Outside, at the control desk, lecturer Captain Roy Fernandes tweaked the position of a few fishing boats and dialled up a storm. Back on the bridge, I watched sheets of rain reduce visibility to near zero. The officers of the watch studied the blips on the radar screen, considered an urgent course change and projected a grid on the bridge windows to check and recheck distances. They were sweating all right.
It wasn’t memories of the Exxon Valdez oil spill that had brought me to the school’s premises in downtown Auckland, but questions about a vessel much closer to home: the MV Rena.
I had been mentally putting myself on the container ship’s bridge on the night of October 4, trying to imagine the sequence of decisions and observations—and failed observations—that led to the catastrophic grounding and oil spill in the Bay of Plenty that had dominated the news for a month.
I know what it is to make a navigational blunder. My erroneous reading of a chart one summer’s night in the 1990s led to the grounding of my father’s launch on a mudbank in Auckland’s Tamaki River. Once we refloated on the rising tide, I compounded our woes by navigating us back down the river, all the while convinced we were motoring up it. I cringe even now at the error—a classic loss of what cognitive scientists call situational awareness, the ability to maintain a mental map that tallies with the real world.
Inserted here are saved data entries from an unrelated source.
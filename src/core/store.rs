//! Record store contract
//!
//! Implementations provide the document operations behind the REST handlers.
//! The store performs no authorization checks; ownership filtering happens in
//! `list_by_owner` only, and the router decides what a caller may reach.

use crate::core::record::{NewRecord, Record, RecordSummary, UpdateRecord};
use crate::core::resource::ResourceKind;
use async_trait::async_trait;
use thiserror::Error;
use uuid::Uuid;

/// Errors raised by store operations
///
/// Messages carry the failed operation so they stay meaningful once
/// flattened into an HTTP error body.
#[derive(Debug, Error)]
pub enum StoreError {
    #[error("{kind} with id '{id}' not found")]
    NotFound { kind: &'static str, id: String },

    #[error("failed to {operation} {kind}: {message}")]
    Backend {
        kind: &'static str,
        operation: &'static str,
        message: String,
    },

    #[error("failed to serialize {kind}: {message}")]
    Serialization {
        kind: &'static str,
        message: String,
    },
}

impl StoreError {
    pub fn not_found(kind: &ResourceKind, id: &Uuid) -> Self {
        StoreError::NotFound {
            kind: kind.singular,
            id: id.to_string(),
        }
    }

    pub fn backend(
        kind: &ResourceKind,
        operation: &'static str,
        err: impl std::fmt::Display,
    ) -> Self {
        StoreError::Backend {
            kind: kind.singular,
            operation,
            message: err.to_string(),
        }
    }

    pub fn serialization(kind: &ResourceKind, err: impl std::fmt::Display) -> Self {
        StoreError::Serialization {
            kind: kind.singular,
            message: err.to_string(),
        }
    }

    /// True for the missing-record case, false for backend failures.
    pub fn is_not_found(&self) -> bool {
        matches!(self, StoreError::NotFound { .. })
    }
}

/// Document operations for the record resource
///
/// The same implementation serves consultations and surveys, dispatching on
/// the [`ResourceKind`].
#[async_trait]
pub trait RecordStore: Send + Sync {
    /// Persist a new record. Generates the external id and stamps both
    /// timestamps. Returns the persisted record.
    async fn create(&self, kind: &ResourceKind, new: NewRecord) -> Result<Record, StoreError>;

    /// All records owned by `owner`, projected to the list view, newest
    /// `created_at` first. Zero matches is an empty vec, never an error.
    async fn list_by_owner(
        &self,
        kind: &ResourceKind,
        owner: &str,
    ) -> Result<Vec<RecordSummary>, StoreError>;

    /// Fetch the full record for an external id.
    async fn get_by_id(&self, kind: &ResourceKind, id: &Uuid) -> Result<Record, StoreError>;

    /// Shallow-merge the provided fields onto the stored record, refresh
    /// `updated_at`, and return the updated record.
    async fn update(
        &self,
        kind: &ResourceKind,
        id: &Uuid,
        patch: UpdateRecord,
    ) -> Result<Record, StoreError>;

    /// Remove the record permanently. No tombstone, no cascade.
    async fn delete(&self, kind: &ResourceKind, id: &Uuid) -> Result<(), StoreError>;
}

#[cfg(test)]
mod tests {
    use super::*;
    use crate::core::resource::CONSULTATION;

    #[test]
    fn not_found_message_names_kind_and_id() {
        let id = Uuid::new_v4();
        let err = StoreError::not_found(&CONSULTATION, &id);
        let msg = err.to_string();
        assert!(msg.contains("consultation"));
        assert!(msg.contains(&id.to_string()));
        assert!(err.is_not_found());
    }

    #[test]
    fn backend_message_names_operation() {
        let err = StoreError::backend(&CONSULTATION, "create", "connection reset");
        assert_eq!(
            err.to_string(),
            "failed to create consultation: connection reset"
        );
        assert!(!err.is_not_found());
    }
}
What happened on Rena’s bridge to drive her up on a well-charted reef has not yet been made public. Did the officers on watch forget there was a navigational hazard in the vicinity? Were they aware of it, but thought it was not in their path? Did they mistake the flashing white light on nearby Motiti Island for a beacon on the reef itself? (Though the reef has no beacon, no warning of any kind.) There are many ways to lose situational awareness, and conjecture about the options is probably pointless. But one factor seems certain to have played a role: Rena’s officers were in a hurry.
Then again, say those in the industry, all mariners are in a hurry these days. The profit margins in container shipping are tighter than ever. The industry is still emerging from one of its worst-ever slumps following the 2008 global financial crisis.
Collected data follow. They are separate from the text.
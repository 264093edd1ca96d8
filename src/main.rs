use anyhow::Result;
use consulta::config::Config;
use consulta::core::auth::HttpTokenVerifier;
use consulta::core::resource::KINDS;
use consulta::server::{AppState, build_router, shutdown_signal};
use consulta::storage::mongodb::{MongoRecordStore, connect};
use tokio::net::TcpListener;
use tracing_subscriber::EnvFilter;

#[tokio::main]
async fn main() -> Result<()> {
    tracing_subscriber::fmt()
        .with_env_filter(EnvFilter::try_from_default_env().unwrap_or_else(|_| EnvFilter::new("info")))
        .init();

    let config = Config::from_env()?;

    // A store that cannot be reached at startup is fatal.
    let (_client, database) = connect(&config.mongodb).await?;
    let store = MongoRecordStore::new(database);
    store.ensure_indexes(&KINDS).await?;

    let verifier = HttpTokenVerifier::new(config.auth_verify_url.clone());
    let state = AppState::new(store, verifier);
    let app = build_router(state, &config.cors_origin)?;

    let listener = TcpListener::bind(("0.0.0.0", config.port)).await?;
    tracing::info!("Server listening on port {}", config.port);

    axum::serve(listener, app)
        .with_graceful_shutdown(shutdown_signal())
        .await?;

    tracing::info!("Server shutdown complete");
    Ok(())
}
//! Core types: data model, resource configuration, store contract,
//! identity verification, and the error taxonomy

pub mod auth;
pub mod error;
pub mod record;
pub mod resource;
pub mod store;

pub use auth::{AuthError, HttpTokenVerifier, Identity, StaticTokenVerifier, TokenVerifier};
pub use error::{ApiError, ErrorResponse};
pub use record::{CreateRecord, NewRecord, Question, QuestionKind, Record, RecordSummary, UpdateRecord};
pub use resource::{CONSULTATION, KINDS, ResourceKind, SURVEY};
pub use store::{RecordStore, StoreError};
“Shipping relies heavily on credit,” says Wellington-based marine risk assessor John Riding, “and at the peak of the crisis, cargo movements almost halted for a month because nobody could get bank credit lines. That had a profound effect on the market. A lot of secondhand tonnage [ships] was scrapped very quickly, and a lot of ships changed hands very cheaply. The older tonnage also became cheap to operate, and this is how MSC fuelled its expansion.”
MSC—the Mediterranean Shipping Company, to which Rena was under charter when she struck—recently overtook Maersk as the largest container shipping line in the world. MSC operates 457 vessels, with a carrying capacity of more than two billion TEU (twenty-foot-equivalent units—the size of a standard container). MSC charters most of its vessels, and it is known in the industry for driving a hard bargain. In the wake of the credit crunch, time charter rates for Panamax box ships (container ships able to traverse the locks of the Panama Canal) dropped by up to 80 per cent, from an average of US$27,000 per day for a Rena-sized ship to as little as US$5500 per day. “For a ship owner, that’s well below break-even,” says Riding.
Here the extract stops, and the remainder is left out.